### Aim of the exercise
Give back nothing but the number of lines in these entries that contain the word "function".

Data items
====

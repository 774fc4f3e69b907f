//! Vector CV store — read access to uploaded CVs in Qdrant.

use std::time::Duration;

use async_trait::async_trait;
use reqwest::{Client, Method, RequestBuilder};
use serde::Deserialize;
use serde_json::{json, Value};
use thiserror::Error;
use tracing::{debug, info, warn};

use crate::models::cv::CvRecord;

/// Payload field holding the owning session of a CV point.
pub const SESSION_ID_FIELD: &str = "metadata.session_id";
const REQUEST_TIMEOUT: Duration = Duration::from_secs(30);

#[derive(Debug, Error)]
pub enum VectorStoreError {
    #[error("HTTP error: {0}")]
    Http(#[from] reqwest::Error),

    #[error("Qdrant error (status {status}): {message}")]
    Api { status: u16, message: String },

    #[error("JSON parse error: {0}")]
    Parse(#[from] serde_json::Error),
}

/// Read access to stored CVs, scoped by session.
#[async_trait]
pub trait CvStore: Send + Sync {
    /// Returns up to `limit` records whose session id equals `session_id`, in store order.
    async fn records_for_session(
        &self,
        session_id: &str,
        limit: usize,
    ) -> Result<Vec<CvRecord>, VectorStoreError>;
}

#[derive(Debug, Deserialize)]
struct ScrollResponse {
    result: ScrollResult,
}

#[derive(Debug, Deserialize)]
struct ScrollResult {
    points: Vec<Point>,
    next_page_offset: Option<Value>,
}

#[derive(Debug, Deserialize)]
struct Point {
    #[serde(default)]
    payload: Value,
}

#[derive(Debug, Deserialize)]
struct QdrantStatus {
    status: QdrantErrorBody,
}

#[derive(Debug, Deserialize)]
struct QdrantErrorBody {
    error: String,
}

/// Builds a record from a point payload. A non-string field is kept in its JSON
/// text form so one odd point cannot fail the whole scroll.
fn record_from_payload(payload: &Value, queried_session: &str) -> CvRecord {
    let metadata = payload.get("metadata");
    let meta_field = |key: &str| metadata.and_then(|m| m.get(key));
    CvRecord {
        session_id: text_field(meta_field("session_id"))
            .unwrap_or_else(|| queried_session.to_string()),
        // Integer or float epoch seconds depending on the uploader.
        created: meta_field("created").and_then(Value::as_f64),
        summary: text_field(payload.get("page_content")),
        contents: text_field(meta_field("cv_contents")),
    }
}

fn text_field(value: Option<&Value>) -> Option<String> {
    match value? {
        Value::Null => None,
        Value::String(text) => Some(text.clone()),
        other => Some(other.to_string()),
    }
}

/// Qdrant REST client bound to the CV collection.
#[derive(Clone)]
pub struct QdrantCvStore {
    client: Client,
    endpoint: String,
    api_key: Option<String>,
    collection: String,
}

impl QdrantCvStore {
    pub fn new(
        endpoint: &str,
        api_key: Option<String>,
        collection: impl Into<String>,
    ) -> Result<Self, VectorStoreError> {
        Ok(Self {
            client: Client::builder().timeout(REQUEST_TIMEOUT).build()?,
            endpoint: endpoint.trim_end_matches('/').to_string(),
            api_key,
            collection: collection.into(),
        })
    }

    fn request(&self, method: Method, path: &str) -> RequestBuilder {
        let url = format!("{}/collections/{}/{path}", self.endpoint, self.collection);
        let builder = self.client.request(method, url);
        match &self.api_key {
            Some(key) => builder.header("api-key", key),
            None => builder,
        }
    }

    /// Creates the keyword index that session filtering relies on.
    /// Idempotent: Qdrant accepts repeated creation of the same index.
    pub async fn ensure_session_index(&self) -> Result<(), VectorStoreError> {
        let response = self
            .request(Method::PUT, "index?wait=true")
            .json(&json!({
                "field_name": SESSION_ID_FIELD,
                "field_schema": "keyword",
            }))
            .send()
            .await?;
        check_status(response).await?;
        info!(
            "Keyword index on {SESSION_ID_FIELD} ready for collection '{}'",
            self.collection
        );
        Ok(())
    }
}

#[async_trait]
impl CvStore for QdrantCvStore {
    async fn records_for_session(
        &self,
        session_id: &str,
        limit: usize,
    ) -> Result<Vec<CvRecord>, VectorStoreError> {
        let response = self
            .request(Method::POST, "points/scroll")
            .json(&json!({
                "filter": {
                    "must": [
                        { "key": SESSION_ID_FIELD, "match": { "value": session_id } }
                    ]
                },
                "limit": limit,
                "with_payload": true,
                "with_vector": false,
            }))
            .send()
            .await?;
        let body = check_status(response).await?;
        let scroll: ScrollResponse = serde_json::from_str(&body)?;

        if scroll.result.next_page_offset.is_some() {
            warn!("Session {session_id} has more than {limit} stored CVs; only the first {limit} are used");
        }
        debug!(
            "Fetched {} CV point(s) for session {session_id}",
            scroll.result.points.len()
        );

        Ok(scroll
            .result
            .points
            .into_iter()
            .map(|point| record_from_payload(&point.payload, session_id))
            .collect())
    }
}

/// Returns the body of a successful response, or the Qdrant error message.
async fn check_status(response: reqwest::Response) -> Result<String, VectorStoreError> {
    let status = response.status();
    let body = response.text().await?;
    if status.is_success() {
        return Ok(body);
    }
    let message = serde_json::from_str::<QdrantStatus>(&body)
        .map(|s| s.status.error)
        .unwrap_or(body);
    Err(VectorStoreError::Api {
        status: status.as_u16(),
        message,
    })
}

#[cfg(test)]
mod tests {
    use super::*;
    use wiremock::matchers::{body_json, header, method, path, query_param};
    use wiremock::{Mock, MockServer, ResponseTemplate};

    fn store(server: &MockServer) -> QdrantCvStore {
        QdrantCvStore::new(&server.uri(), Some("qd-key".to_string()), "uploaded_cvs").unwrap()
    }

    #[tokio::test]
    async fn test_scroll_filters_by_session_and_parses_payloads() {
        let server = MockServer::start().await;
        Mock::given(method("POST"))
            .and(path("/collections/uploaded_cvs/points/scroll"))
            .and(header("api-key", "qd-key"))
            .and(body_json(json!({
                "filter": {"must": [{"key": "metadata.session_id", "match": {"value": "s-1"}}]},
                "limit": 10,
                "with_payload": true,
                "with_vector": false
            })))
            .respond_with(ResponseTemplate::new(200).set_body_json(json!({
                "result": {
                    "points": [
                        {"id": 1, "payload": {
                            "page_content": "Backend engineer, 4 years",
                            "metadata": {"session_id": "s-1", "created": 1700000000.75, "cv_contents": "Full CV"}
                        }},
                        {"id": 2, "payload": {"metadata": {"session_id": "s-1", "created": 1600000000}}},
                        {"id": 3, "payload": null}
                    ],
                    "next_page_offset": null
                },
                "status": "ok",
                "time": 0.001
            })))
            .mount(&server)
            .await;

        let records = store(&server).records_for_session("s-1", 10).await.unwrap();
        assert_eq!(records.len(), 3);
        assert_eq!(records[0].created, Some(1700000000.75));
        assert_eq!(records[0].summary.as_deref(), Some("Backend engineer, 4 years"));
        assert_eq!(records[0].contents.as_deref(), Some("Full CV"));
        assert_eq!(records[1].created, Some(1600000000.0));
        assert_eq!(records[1].summary, None);
        assert_eq!(records[2].session_id, "s-1");
        assert_eq!(records[2].created, None);
    }

    #[tokio::test]
    async fn test_odd_payload_types_do_not_hide_other_cvs() {
        let server = MockServer::start().await;
        Mock::given(method("POST"))
            .and(path("/collections/uploaded_cvs/points/scroll"))
            .respond_with(ResponseTemplate::new(200).set_body_json(json!({
                "result": {
                    "points": [
                        {"id": 1, "payload": {
                            "page_content": {"headline": "Analyst"},
                            "metadata": {"session_id": 42, "created": "yesterday", "cv_contents": 7}
                        }},
                        {"id": 2, "payload": {"page_content": "Designer", "metadata": "broken"}},
                        {"id": 3, "payload": {
                            "page_content": "Backend engineer",
                            "metadata": {"session_id": "s-1", "created": 1700000000}
                        }}
                    ],
                    "next_page_offset": null
                },
                "status": "ok"
            })))
            .mount(&server)
            .await;

        let records = store(&server).records_for_session("s-1", 10).await.unwrap();
        assert_eq!(records.len(), 3);
        assert_eq!(records[0].summary.as_deref(), Some(r#"{"headline":"Analyst"}"#));
        assert_eq!(records[0].session_id, "42");
        assert_eq!(records[0].created, None);
        assert_eq!(records[0].contents.as_deref(), Some("7"));
        assert_eq!(records[1].summary.as_deref(), Some("Designer"));
        assert_eq!(records[1].session_id, "s-1");
        assert_eq!(records[2].created, Some(1700000000.0));
    }

    #[tokio::test]
    async fn test_scroll_error_carries_qdrant_message() {
        let server = MockServer::start().await;
        Mock::given(method("POST"))
            .and(path("/collections/uploaded_cvs/points/scroll"))
            .respond_with(ResponseTemplate::new(404).set_body_json(json!({
                "status": {"error": "Not found: Collection `uploaded_cvs` doesn't exist!"},
                "time": 0.0
            })))
            .mount(&server)
            .await;

        let err = store(&server).records_for_session("s-1", 10).await.unwrap_err();
        match err {
            VectorStoreError::Api { status, message } => {
                assert_eq!(status, 404);
                assert!(message.contains("doesn't exist"));
            }
            other => panic!("unexpected error: {other:?}"),
        }
    }

    #[tokio::test]
    async fn test_ensure_session_index() {
        let server = MockServer::start().await;
        Mock::given(method("PUT"))
            .and(path("/collections/uploaded_cvs/index"))
            .and(query_param("wait", "true"))
            .and(body_json(json!({"field_name": "metadata.session_id", "field_schema": "keyword"})))
            .respond_with(ResponseTemplate::new(200).set_body_json(json!({
                "result": {"operation_id": 1, "status": "completed"},
                "status": "ok"
            })))
            .expect(1)
            .mount(&server)
            .await;

        store(&server).ensure_session_index().await.unwrap();
    }
}
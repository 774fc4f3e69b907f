//! Agent runtime — runs a conversation against the model until it answers,
//! executing whatever tools it calls along the way.

use async_trait::async_trait;
use thiserror::Error;
use tracing::{debug, info};

use crate::advisor::tools::ToolSet;
use crate::llm_client::{LlmClient, LlmError};
use crate::models::message::Message;

/// Upper bound on model calls within one turn.
const DEFAULT_MAX_MODEL_CALLS: usize = 8;

#[derive(Debug, Error)]
pub enum AgentError {
    #[error("LLM call failed: {0}")]
    Llm(#[from] LlmError),

    #[error("Agent made {0} model calls without producing an answer")]
    IterationLimit(usize),

    #[error("Agent returned an empty message trace")]
    EmptyTrace,
}

/// Given a message history and the tools on offer, produces the updated
/// history: the input messages followed by every assistant and tool message
/// generated during the turn. The last message is the answer.
#[async_trait]
pub trait AgentRuntime: Send + Sync {
    async fn invoke(
        &self,
        messages: Vec<Message>,
        tools: &ToolSet,
    ) -> Result<Vec<Message>, AgentError>;
}

/// Production runtime: a tool-calling loop over the chat-completions API.
///
/// The agent's own system prompt is sent with every model call but is not part
/// of the returned trace.
pub struct ToolCallingAgent {
    llm: LlmClient,
    system_prompt: String,
    max_model_calls: usize,
}

impl ToolCallingAgent {
    pub fn new(llm: LlmClient, system_prompt: impl Into<String>) -> Self {
        Self {
            llm,
            system_prompt: system_prompt.into(),
            max_model_calls: DEFAULT_MAX_MODEL_CALLS,
        }
    }

    pub fn with_max_model_calls(mut self, max_model_calls: usize) -> Self {
        self.max_model_calls = max_model_calls;
        self
    }
}

#[async_trait]
impl AgentRuntime for ToolCallingAgent {
    async fn invoke(
        &self,
        messages: Vec<Message>,
        tools: &ToolSet,
    ) -> Result<Vec<Message>, AgentError> {
        let definitions = tools.definitions();
        let mut prompt = Vec::with_capacity(messages.len() + 1);
        prompt.push(Message::system(self.system_prompt.as_str()));
        prompt.extend(messages);

        for call_index in 0..self.max_model_calls {
            let reply = self.llm.chat(&prompt, &definitions).await?;
            let tool_calls = reply.tool_calls.clone();
            prompt.push(reply);

            if tool_calls.is_empty() {
                debug!("Agent answered after {} model call(s)", call_index + 1);
                // Drop the agent's own system prompt from the trace.
                prompt.remove(0);
                return Ok(prompt);
            }

            for call in tool_calls {
                info!("Agent calling tool '{}' ({})", call.name, call.id);
                let output = tools.dispatch(&call.name, &call.arguments).await;
                prompt.push(Message::tool_result(call.name, call.id, output));
            }
        }

        Err(AgentError::IterationLimit(self.max_model_calls))
    }
}

#[cfg(test)]
mod tests {
    use super::*;
    use std::sync::Arc;

    use serde_json::{json, Value};
    use wiremock::matchers::{method, path};
    use wiremock::{Mock, MockServer, ResponseTemplate};

    use crate::advisor::tools::Tool;
    use crate::models::message::Role;

    struct FakeCvTool;

    #[async_trait]
    impl Tool for FakeCvTool {
        fn name(&self) -> &str {
            "review_user_cv"
        }

        fn description(&self) -> &str {
            "Fetches the CV"
        }

        fn parameters(&self) -> Value {
            json!({"type": "object"})
        }

        async fn call(&self, arguments: &Value) -> String {
            format!("CV for {}", arguments["session_id"].as_str().unwrap_or("?"))
        }
    }

    fn tool_call_reply() -> ResponseTemplate {
        ResponseTemplate::new(200).set_body_json(json!({
            "choices": [{"message": {
                "role": "assistant",
                "content": null,
                "tool_calls": [{
                    "id": "call_1",
                    "type": "function",
                    "function": {"name": "review_user_cv", "arguments": "{\"session_id\":\"s-1\"}"}
                }]
            }}]
        }))
    }

    fn agent(server: &MockServer) -> ToolCallingAgent {
        let llm = LlmClient::new("sk-test".to_string(), server.uri()).unwrap();
        ToolCallingAgent::new(llm, "You are a helpful Career Advisor.")
    }

    #[tokio::test]
    async fn test_runs_tool_then_answers() {
        let server = MockServer::start().await;
        Mock::given(method("POST"))
            .and(path("/chat/completions"))
            .respond_with(tool_call_reply())
            .up_to_n_times(1)
            .mount(&server)
            .await;
        Mock::given(method("POST"))
            .and(path("/chat/completions"))
            .respond_with(ResponseTemplate::new(200).set_body_json(json!({
                "choices": [{"message": {"role": "assistant", "content": "Here's your summary"}}]
            })))
            .mount(&server)
            .await;

        let tools = ToolSet::new(vec![Arc::new(FakeCvTool)]);
        let trace = agent(&server)
            .invoke(
                vec![Message::system("SYSTEM CONTEXT"), Message::user("hi")],
                &tools,
            )
            .await
            .unwrap();

        let roles: Vec<Role> = trace.iter().map(|m| m.role).collect();
        assert_eq!(
            roles,
            vec![
                Role::System,
                Role::User,
                Role::Assistant,
                Role::Tool,
                Role::Assistant
            ]
        );
        assert_eq!(trace[0].content, "SYSTEM CONTEXT");
        assert_eq!(trace[3].content, "CV for s-1");
        assert_eq!(trace[3].tool_name.as_deref(), Some("review_user_cv"));
        assert_eq!(trace[4].content, "Here's your summary");

        // The second model call sees the tool result and the agent prompt.
        let requests = server.received_requests().await.unwrap();
        assert_eq!(requests.len(), 2);
        let second: Value = serde_json::from_slice(&requests[1].body).unwrap();
        let sent = second["messages"].as_array().unwrap();
        assert_eq!(sent[0]["content"], "You are a helpful Career Advisor.");
        assert_eq!(sent[4]["role"], "tool");
        assert_eq!(sent[4]["tool_call_id"], "call_1");
    }

    #[tokio::test]
    async fn test_stops_at_model_call_limit() {
        let server = MockServer::start().await;
        Mock::given(method("POST"))
            .and(path("/chat/completions"))
            .respond_with(tool_call_reply())
            .mount(&server)
            .await;

        let tools = ToolSet::new(vec![Arc::new(FakeCvTool)]);
        let err = agent(&server)
            .with_max_model_calls(2)
            .invoke(vec![Message::user("hi")], &tools)
            .await
            .unwrap_err();
        assert!(matches!(err, AgentError::IterationLimit(2)));
    }
}
use axum::Json;
use serde_json::{json, Value};

/// GET /health
/// Returns a simple status object with service version.
pub async fn health_handler() -> Json<Value> {
    Json(json!({
        "status": "ok",
        "version": env!("CARGO_PKG_VERSION"),
        "service": "career-api"
    }))
}
use anyhow::{Context, Result};

const DEFAULT_OPENAI_BASE_URL: &str = "https://api.openai.com/v1";
const DEFAULT_CV_COLLECTION: &str = "uploaded_cvs";
const DEFAULT_JOBS_DATABASE_URL: &str = "sqlite://data/jobs_database.db";

/// Application configuration loaded from environment variables.
/// Fails at startup if required variables are missing.
#[derive(Debug, Clone)]
pub struct Config {
    pub openai_api_key: String,
    pub openai_base_url: String,
    pub qdrant_endpoint: String,
    pub qdrant_api_key: Option<String>,
    pub cv_collection: String,
    pub jobs_database_url: String,
    /// LiveKit credentials are optional at startup; token issuance fails per request without them.
    pub livekit_api_key: Option<String>,
    pub livekit_api_secret: Option<String>,
    pub document_agent_url: Option<String>,
    pub search_agent_url: Option<String>,
    pub port: u16,
    pub rust_log: String,
}

impl Config {
    pub fn from_env() -> Result<Self> {
        dotenvy::dotenv().ok(); // load .env if present; ignore if missing

        Ok(Config {
            openai_api_key: require_env("OPENAI_API_KEY")?,
            openai_base_url: optional_env("OPENAI_BASE_URL")
                .unwrap_or_else(|| DEFAULT_OPENAI_BASE_URL.to_string()),
            qdrant_endpoint: require_env("QDRANT_ENDPOINT")?,
            qdrant_api_key: optional_env("QDRANT_API_KEY"),
            cv_collection: optional_env("CV_COLLECTION")
                .unwrap_or_else(|| DEFAULT_CV_COLLECTION.to_string()),
            jobs_database_url: optional_env("JOBS_DATABASE_URL")
                .unwrap_or_else(|| DEFAULT_JOBS_DATABASE_URL.to_string()),
            livekit_api_key: optional_env("LIVEKIT_API_KEY"),
            livekit_api_secret: optional_env("LIVEKIT_API_SECRET"),
            document_agent_url: optional_env("DOCUMENT_AGENT_URL"),
            search_agent_url: optional_env("SEARCH_AGENT_URL"),
            port: std::env::var("PORT")
                .unwrap_or_else(|_| "8000".to_string())
                .parse::<u16>()
                .context("PORT must be a valid port number")?,
            rust_log: std::env::var("RUST_LOG").unwrap_or_else(|_| "info".to_string()),
        })
    }
}

fn require_env(key: &str) -> Result<String> {
    std::env::var(key).with_context(|| format!("Required environment variable '{key}' is not set"))
}

/// Treats unset and blank variables the same.
fn optional_env(key: &str) -> Option<String> {
    std::env::var(key)
        .ok()
        .filter(|value| !value.trim().is_empty())
}

#[cfg(test)]
impl Config {
    /// Configuration with every external endpoint unset or pointing nowhere.
    pub fn for_tests() -> Self {
        Config {
            openai_api_key: "test-openai-key".to_string(),
            openai_base_url: "http://127.0.0.1:9".to_string(),
            qdrant_endpoint: "http://127.0.0.1:9".to_string(),
            qdrant_api_key: None,
            cv_collection: DEFAULT_CV_COLLECTION.to_string(),
            jobs_database_url: "sqlite::memory:".to_string(),
            livekit_api_key: None,
            livekit_api_secret: None,
            document_agent_url: None,
            search_agent_url: None,
            port: 8000,
            rust_log: "info".to_string(),
        }
    }
}
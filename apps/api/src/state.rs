use std::sync::Arc;

use sqlx::SqlitePool;

use crate::advisor::service::AdvisorService;
use crate::config::Config;
use crate::delegates::DelegateClient;

/// Shared application state injected into all route handlers via Axum extractors.
///
/// Every handle is built once in `main` and torn down there after the server
/// stops; handlers only borrow them for the length of a request.
#[derive(Clone)]
pub struct AppState {
    /// Read-only pool over the job-listing database.
    pub jobs_db: SqlitePool,
    pub advisor: Arc<AdvisorService>,
    pub delegates: DelegateClient,
    pub config: Config,
}
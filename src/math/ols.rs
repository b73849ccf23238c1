//! Reference least-squares solve used to cross-check the normal equations.
//!
//! The fitter itself uses `w = (XᵗX)⁻¹ Xᵗy`, which squares the condition number
//! of `X`. Solving the same problem through an SVD of `X` avoids forming the
//! Gram matrix, so comparing the two catches fits that inverted a badly
//! conditioned `XᵗX` without tripping the pivot check.

use crate::error::OlsError;
use crate::math::Matrix;

/// Singular values below this are treated as zero by the SVD solve.
const SVD_EPS: f64 = 1e-10;

/// Solve `min ‖x·w - y‖²` with nalgebra's SVD.
///
/// Returns `None` if the SVD solve fails or yields non-finite weights.
pub fn solve_least_squares(x: &Matrix, y: &Matrix) -> Option<Matrix> {
    if y.cols() != 1 || x.rows() != y.rows() {
        return None;
    }
    let svd = x.to_dmatrix().svd(true, true);
    let w = svd.solve(&y.to_dmatrix(), SVD_EPS).ok()?;
    let w = Matrix::from_dmatrix(&w).ok()?;
    w.is_finite().then_some(w)
}

/// Largest relative difference between two weight vectors.
///
/// Each component is scaled by `max(|a|, |b|, 1)` so weights near zero are
/// compared absolutely.
pub fn max_relative_difference(a: &Matrix, b: &Matrix) -> Result<f64, OlsError> {
    if a.shape() != b.shape() {
        return Err(OlsError::DimensionMismatch {
            op: "compare weights",
            detail: format!(
                "{}x{} vs {}x{}",
                a.rows(),
                a.cols(),
                b.rows(),
                b.cols()
            ),
        });
    }
    Ok(a.as_slice()
        .iter()
        .zip(b.as_slice())
        .map(|(x, y)| (x - y).abs() / x.abs().max(y.abs()).max(1.0))
        .fold(0.0, f64::max))
}
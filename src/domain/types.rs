//! Shared domain types.
//!
//! Datasets and fitted models are held as [`Matrix`] values so they can be fed
//! straight into the linear algebra core. The serializable file types at the
//! bottom of this module describe the JSON exports.

use std::path::PathBuf;

use chrono::{DateTime, Utc};
use clap::ValueEnum;
use serde::{Deserialize, Serialize};

use crate::math::Matrix;

/// A labeled dataset: design matrix `X` (bias column first) and targets `y`.
#[derive(Debug, Clone)]
pub struct TrainingSet {
    pub identifier: String,
    pub num_attributes: usize,
    /// `rows × (num_attributes + 1)`, column 0 is `1.0`.
    pub x: Matrix,
    /// `rows × 1`.
    pub y: Matrix,
}

impl TrainingSet {
    pub fn num_rows(&self) -> usize {
        self.x.rows()
    }
}

/// An unlabeled dataset with the same column layout as [`TrainingSet::x`].
#[derive(Debug, Clone)]
pub struct TestSet {
    pub identifier: String,
    pub num_attributes: usize,
    /// `rows × (num_attributes + 1)`, column 0 is `1.0`.
    pub x: Matrix,
}

impl TestSet {
    pub fn num_rows(&self) -> usize {
        self.x.rows()
    }
}

/// Fitted OLS weights. `weights[0]` is the intercept.
#[derive(Debug, Clone, PartialEq)]
pub struct FittedModel {
    pub num_attributes: usize,
    /// `(num_attributes + 1) × 1`.
    pub weights: Matrix,
}

impl FittedModel {
    pub fn intercept(&self) -> f64 {
        self.weights[(0, 0)]
    }

    pub fn weight_values(&self) -> Vec<f64> {
        self.weights.as_slice().to_vec()
    }
}

/// Goodness of fit on the training rows.
#[derive(Debug, Clone, PartialEq, Serialize, Deserialize)]
pub struct FitDiagnostics {
    pub n_rows: usize,
    pub sse: f64,
    pub rmse: f64,
    /// `None` when the targets have zero variance.
    pub r_squared: Option<f64>,
}

/// How predictions are printed.
#[derive(Debug, Clone, Copy, PartialEq, Eq, Serialize, Deserialize, ValueEnum)]
#[serde(rename_all = "lowercase")]
pub enum OutputFormat {
    /// Zero decimal places, one value per line.
    Rounded,
    /// Shortest representation that round-trips the `f64`.
    Full,
}

/// Resolved settings for `estimate fit`.
#[derive(Debug, Clone)]
pub struct EstimateConfig {
    pub train_path: PathBuf,
    pub data_path: PathBuf,
    pub format: OutputFormat,
    /// Relative pivot tolerance for Gauss-Jordan inversion.
    pub pivot_epsilon: f64,
    pub summary: bool,
    pub cross_check: bool,
    /// Maximum accepted relative weight difference for `cross_check`.
    pub cross_check_tolerance: f64,
    pub export_predictions: Option<PathBuf>,
    pub export_model: Option<PathBuf>,
}

/// Resolved settings for `estimate predict`.
#[derive(Debug, Clone)]
pub struct PredictConfig {
    pub model_path: PathBuf,
    pub data_path: PathBuf,
    pub format: OutputFormat,
    pub export_predictions: Option<PathBuf>,
}

/// Resolved settings for `estimate generate`.
#[derive(Debug, Clone)]
pub struct GenerateConfig {
    pub train_path: PathBuf,
    pub data_path: PathBuf,
    pub truth_path: Option<PathBuf>,
    pub num_attributes: usize,
    pub train_rows: usize,
    pub test_rows: usize,
    pub seed: u64,
    /// Intercept first. Drawn at random when `None`.
    pub weights: Option<Vec<f64>>,
    /// Standard deviation of the Gaussian noise added to training targets.
    pub noise_sigma: f64,
    pub feature_min: f64,
    pub feature_max: f64,
}

/// A saved model (JSON).
#[derive(Debug, Clone, Serialize, Deserialize)]
pub struct ModelFile {
    pub tool: String,
    pub trained_at: DateTime<Utc>,
    pub training_identifier: String,
    pub num_attributes: usize,
    /// Intercept first.
    pub weights: Vec<f64>,
    pub diagnostics: FitDiagnostics,
}

/// Parameters used to produce a synthetic dataset pair (JSON).
#[derive(Debug, Clone, Serialize, Deserialize)]
pub struct GeneratedTruth {
    pub seed: u64,
    pub num_attributes: usize,
    /// Intercept first.
    pub weights: Vec<f64>,
    pub noise_sigma: f64,
    /// Noise-free targets for each test row.
    pub test_targets: Vec<f64>,
}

====

### Written answer
2